Duty to Indemnify Under Texas Law: Ruled Determination Premature Until Underlying Lawsuit Resolved– Fort Worth, Texas Insurance Defense Attorneys

UNITED STATES DISTRICT COURT
SOUTHERN DISTRICT OF TEXAS
HOUSTON DIVISION
CHARTIS SPECIALTY INSURANCE CO., §
§
Plaintiff, §
§
v. § CIVIL ACTION H-14-1527
§
JSW STEEL (USA), INC., §
§
Defendant. §
ORDER
Pending before the court are plaintiff Chartis Specialty Insurance Company’s (“Chartis”)

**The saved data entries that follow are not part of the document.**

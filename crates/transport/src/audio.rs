use std::sync::Arc;

use rubato::{
    Resampler, SincFixedIn, SincInterpolationParameters, SincInterpolationType, WindowFunction,
};

/// Shared, immutable decoded sample data.
///
/// `AudioArc` keeps interleaved samples in an `Arc<[f32]>` next to the
/// sample rate and channel count, so cloning only bumps a reference count.
/// The sample bank, the live player and the offline renderer all hold clones
/// of the same data; nobody ever mutates it.
///
/// # Memory Layout
///
/// ```text
/// AudioArc (24 bytes on stack)
/// ├─ samples: Arc<[f32]> (16 bytes) ────> Heap: [f32; N]
/// ├─ sample_rate: u32 (4 bytes)
/// └─ channels: u16 (2 bytes)
/// ```
///
/// # Examples
///
/// ```
/// use seq_transport::AudioArc;
///
/// let audio = AudioArc::new(vec![0.0, 0.5, 1.0, 0.5], 44100, 2);
/// let shared = audio.clone();
/// assert_eq!(audio.frames(), 2);
/// assert_eq!(shared.samples()[2], 1.0);
/// ```
#[derive(Clone)]
pub struct AudioArc {
    /// Interleaved samples: [L, R, L, R, ...] for stereo.
    samples: Arc<[f32]>,
    sample_rate: u32,
    channels: u16,
}

impl AudioArc {
    /// Create a new `AudioArc` from owned interleaved samples.
    ///
    /// # Panics
    ///
    /// Panics if `channels` is 0 or if `samples.len()` is not divisible by `channels`.
    pub fn new(samples: Vec<f32>, sample_rate: u32, channels: u16) -> Self {
        assert!(channels > 0, "channels must be greater than 0");
        assert_eq!(
            samples.len() % channels as usize,
            0,
            "samples.len() must be divisible by channels"
        );
        Self {
            samples: Arc::from(samples),
            sample_rate,
            channels,
        }
    }

    /// Build a mono `AudioArc`, mostly useful for fixtures and synthesized clicks.
    pub fn mono(samples: Vec<f32>, sample_rate: u32) -> Self {
        Self::new(samples, sample_rate, 1)
    }

    #[inline]
    pub fn samples(&self) -> &[f32] {
        &self.samples
    }

    /// The shared slice itself, for reference-count checks.
    pub fn samples_arc(&self) -> &Arc<[f32]> {
        &self.samples
    }

    #[inline]
    pub fn sample_rate(&self) -> u32 {
        self.sample_rate
    }

    #[inline]
    pub fn channels(&self) -> u16 {
        self.channels
    }

    /// Number of frames (samples per channel).
    #[inline]
    pub fn frames(&self) -> usize {
        self.samples.len() / self.channels as usize
    }

    #[inline]
    pub fn is_empty(&self) -> bool {
        self.samples.is_empty()
    }

    pub fn duration_secs(&self) -> f64 {
        self.frames() as f64 / self.sample_rate as f64
    }

    /// Sample at `frame` for an output channel.
    ///
    /// Output channels beyond the sample's own channel count wrap around, so a
    /// mono sample feeds every output channel.
    #[inline]
    pub fn frame_sample(&self, frame: usize, output_channel: usize) -> f32 {
        let channels = self.channels as usize;
        self.samples[frame * channels + output_channel % channels]
    }

    /// Resample to `target_sample_rate`.
    ///
    /// Returns a cheap clone when the rate already matches.
    ///
    /// # Examples
    ///
    /// ```
    /// use seq_transport::AudioArc;
    ///
    /// let audio = AudioArc::new(vec![0.0; 4410], 44100, 1);
    /// let resampled = audio.resample(48000).unwrap();
    /// assert_eq!(resampled.sample_rate(), 48000);
    /// ```
    pub fn resample(&self, target_sample_rate: u32) -> anyhow::Result<Self> {
        if self.sample_rate == target_sample_rate {
            return Ok(self.clone());
        }
        resample_audio_arc(self, target_sample_rate)
    }
}

impl std::fmt::Debug for AudioArc {
    fn fmt(&self, f: &mut std::fmt::Formatter<'_>) -> std::fmt::Result {
        f.debug_struct("AudioArc")
            .field("frames", &self.frames())
            .field("sample_rate", &self.sample_rate)
            .field("channels", &self.channels)
            .field("duration_secs", &self.duration_secs())
            .finish()
    }
}

/// Sinc-resample an `AudioArc` to `target_sample_rate`.
pub fn resample_audio_arc(audio: &AudioArc, target_sample_rate: u32) -> anyhow::Result<AudioArc> {
    if audio.sample_rate == target_sample_rate {
        return Ok(audio.clone());
    }
    if audio.is_empty() {
        return Ok(AudioArc::new(Vec::new(), target_sample_rate, audio.channels));
    }

    let channels = audio.channels as usize;
    let input_frames = audio.frames();
    let ratio = target_sample_rate as f64 / audio.sample_rate as f64;

    // rubato wants planar input
    let mut planar = vec![Vec::with_capacity(input_frames); channels];
    for frame in audio.samples.chunks_exact(channels) {
        for (ch, &sample) in frame.iter().enumerate() {
            planar[ch].push(sample);
        }
    }

    let params = SincInterpolationParameters {
        sinc_len: 256,
        f_cutoff: 0.95,
        interpolation: SincInterpolationType::Linear,
        oversampling_factor: 256,
        window: WindowFunction::BlackmanHarris2,
    };

    let mut resampler = SincFixedIn::<f32>::new(ratio, 2.0, params, input_frames, channels)?;
    let output = resampler.process(&planar, None)?;

    let output_frames = output.first().map_or(0, Vec::len);
    let mut interleaved = Vec::with_capacity(output_frames * channels);
    for frame_idx in 0..output_frames {
        for channel in &output {
            interleaved.push(channel[frame_idx]);
        }
    }

    Ok(AudioArc::new(interleaved, target_sample_rate, audio.channels))
}

#[cfg(test)]
mod tests {
    use super::*;
    use std::f32::consts::PI;

    fn sine(frequency: f32, sample_rate: u32, duration_secs: f32, channels: u16) -> AudioArc {
        let frames = (sample_rate as f32 * duration_secs) as usize;
        let mut samples = Vec::with_capacity(frames * channels as usize);
        for i in 0..frames {
            let value = (2.0 * PI * frequency * i as f32 / sample_rate as f32).sin();
            for _ in 0..channels {
                samples.push(value);
            }
        }
        AudioArc::new(samples, sample_rate, channels)
    }

    #[test]
    fn test_audio_arc_new() {
        let audio = AudioArc::new(vec![0.0, 0.1, 0.2, 0.3], 44100, 2);
        assert_eq!(audio.sample_rate(), 44100);
        assert_eq!(audio.channels(), 2);
        assert_eq!(audio.frames(), 2);
        assert!(!audio.is_empty());
    }

    #[test]
    #[should_panic(expected = "channels must be greater than 0")]
    fn test_audio_arc_zero_channels() {
        AudioArc::new(vec![0.0], 44100, 0);
    }

    #[test]
    #[should_panic(expected = "samples.len() must be divisible by channels")]
    fn test_audio_arc_invalid_length() {
        AudioArc::new(vec![0.0, 0.1, 0.2], 44100, 2);
    }

    #[test]
    fn test_clone_shares_samples() {
        let audio = AudioArc::new(vec![0.0; 1000], 44100, 2);
        let other = audio.clone();
        assert_eq!(Arc::strong_count(audio.samples_arc()), 2);
        assert_eq!(other.frames(), 500);
    }

    #[test]
    fn test_frame_sample_wraps_mono_to_every_channel() {
        let audio = AudioArc::mono(vec![0.25, 0.5], 44100);
        assert_eq!(audio.frame_sample(1, 0), 0.5);
        assert_eq!(audio.frame_sample(1, 1), 0.5);

        let stereo = AudioArc::new(vec![0.1, 0.2, 0.3, 0.4], 44100, 2);
        assert_eq!(stereo.frame_sample(1, 0), 0.3);
        assert_eq!(stereo.frame_sample(1, 1), 0.4);
    }

    #[test]
    fn test_duration() {
        let audio = AudioArc::new(vec![0.0; 44100 * 2], 44100, 2);
        assert!((audio.duration_secs() - 1.0).abs() < 1e-9);
    }

    #[test]
    fn test_resample_same_rate_is_cheap_clone() {
        let audio = sine(440.0, 44100, 0.05, 2);
        let resampled = audio.resample(44100).unwrap();
        assert_eq!(resampled.frames(), audio.frames());
        assert_eq!(Arc::strong_count(audio.samples_arc()), 2);
    }

    #[test]
    fn test_resample_upsampling_length() {
        let audio = sine(440.0, 44100, 0.1, 2);
        let resampled = audio.resample(48000).unwrap();

        assert_eq!(resampled.sample_rate(), 48000);
        assert_eq!(resampled.channels(), 2);

        let expected = (audio.frames() as f64 * 48000.0 / 44100.0) as i64;
        let tolerance = (expected as f64 * 0.03) as i64;
        assert!(
            (resampled.frames() as i64 - expected).abs() <= tolerance,
            "expected ~{} frames, got {}",
            expected,
            resampled.frames()
        );
    }

    #[test]
    fn test_resample_empty() {
        let audio = AudioArc::mono(Vec::new(), 44100);
        let resampled = audio.resample(48000).unwrap();
        assert!(resampled.is_empty());
        assert_eq!(resampled.sample_rate(), 48000);
    }
}
//! Plays two bars of a synthesized four-on-the-floor on the default output device.

use std::time::Duration;

use seq_transport::{AudioArc, Command, Pattern, SampleBank, Tempo, TrackId, default_kit};

fn click(sample_rate: u32, frequency: f32) -> AudioArc {
    let frames = sample_rate as usize / 20;
    let samples = (0..frames)
        .map(|i| {
            let t = i as f32 / sample_rate as f32;
            let envelope = 1.0 - i as f32 / frames as f32;
            (std::f32::consts::TAU * frequency * t).sin() * envelope * 0.8
        })
        .collect();
    AudioArc::mono(samples, sample_rate)
}

fn main() -> anyhow::Result<()> {
    let kit = default_kit();
    let mut pattern = Pattern::new(kit.len());
    for step in [0, 4, 8, 12] {
        pattern.set(TrackId(0), step, true)?;
    }
    for step in [4, 12] {
        pattern.set(TrackId(1), step, true)?;
    }
    for step in (2..16).step_by(4) {
        pattern.set(TrackId(2), step, true)?;
    }

    let bank = SampleBank::new(&kit)
        .with_sample(TrackId(0), click(44100, 60.0))
        .with_sample(TrackId(1), click(44100, 220.0))
        .with_sample(TrackId(2), click(44100, 3000.0));

    let tempo = Tempo::new(110.0);
    let mut engine = seq_engine::start(pattern, &bank, tempo)?;
    let lead_frames = engine.sample_rate() as u64 / 20;
    engine.send(Command::Play { lead_frames });

    let deadline = std::time::Instant::now() + Duration::from_secs_f64(tempo.bar_secs() * 2.0);
    while std::time::Instant::now() < deadline {
        for status in engine.drain_status() {
            println!("{status:?}");
        }
        engine.collect();
        std::thread::sleep(Duration::from_millis(20));
    }

    engine.send(Command::Stop);
    std::thread::sleep(Duration::from_millis(200));
    Ok(())
}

motion for summary judgment (Dkt. 20), defendant JSW Steel Inc.’s (“JSW”) motion for partial
summary judgment (Dkt. 22), JSW’s motion to abate (Dkt. 23), and Chartis’s motion to strike (Dkt.
29). After considering the motions, responses, and applicable law, the court finds that Chartis’s
motion for summary judgment (Dkt. 20) should be GRANTED IN PART and DENIED IN PART,
JSW’s motion for summary judgment (Dkt. 22) should be DENIED, JSW’s motion to abate (Dkt.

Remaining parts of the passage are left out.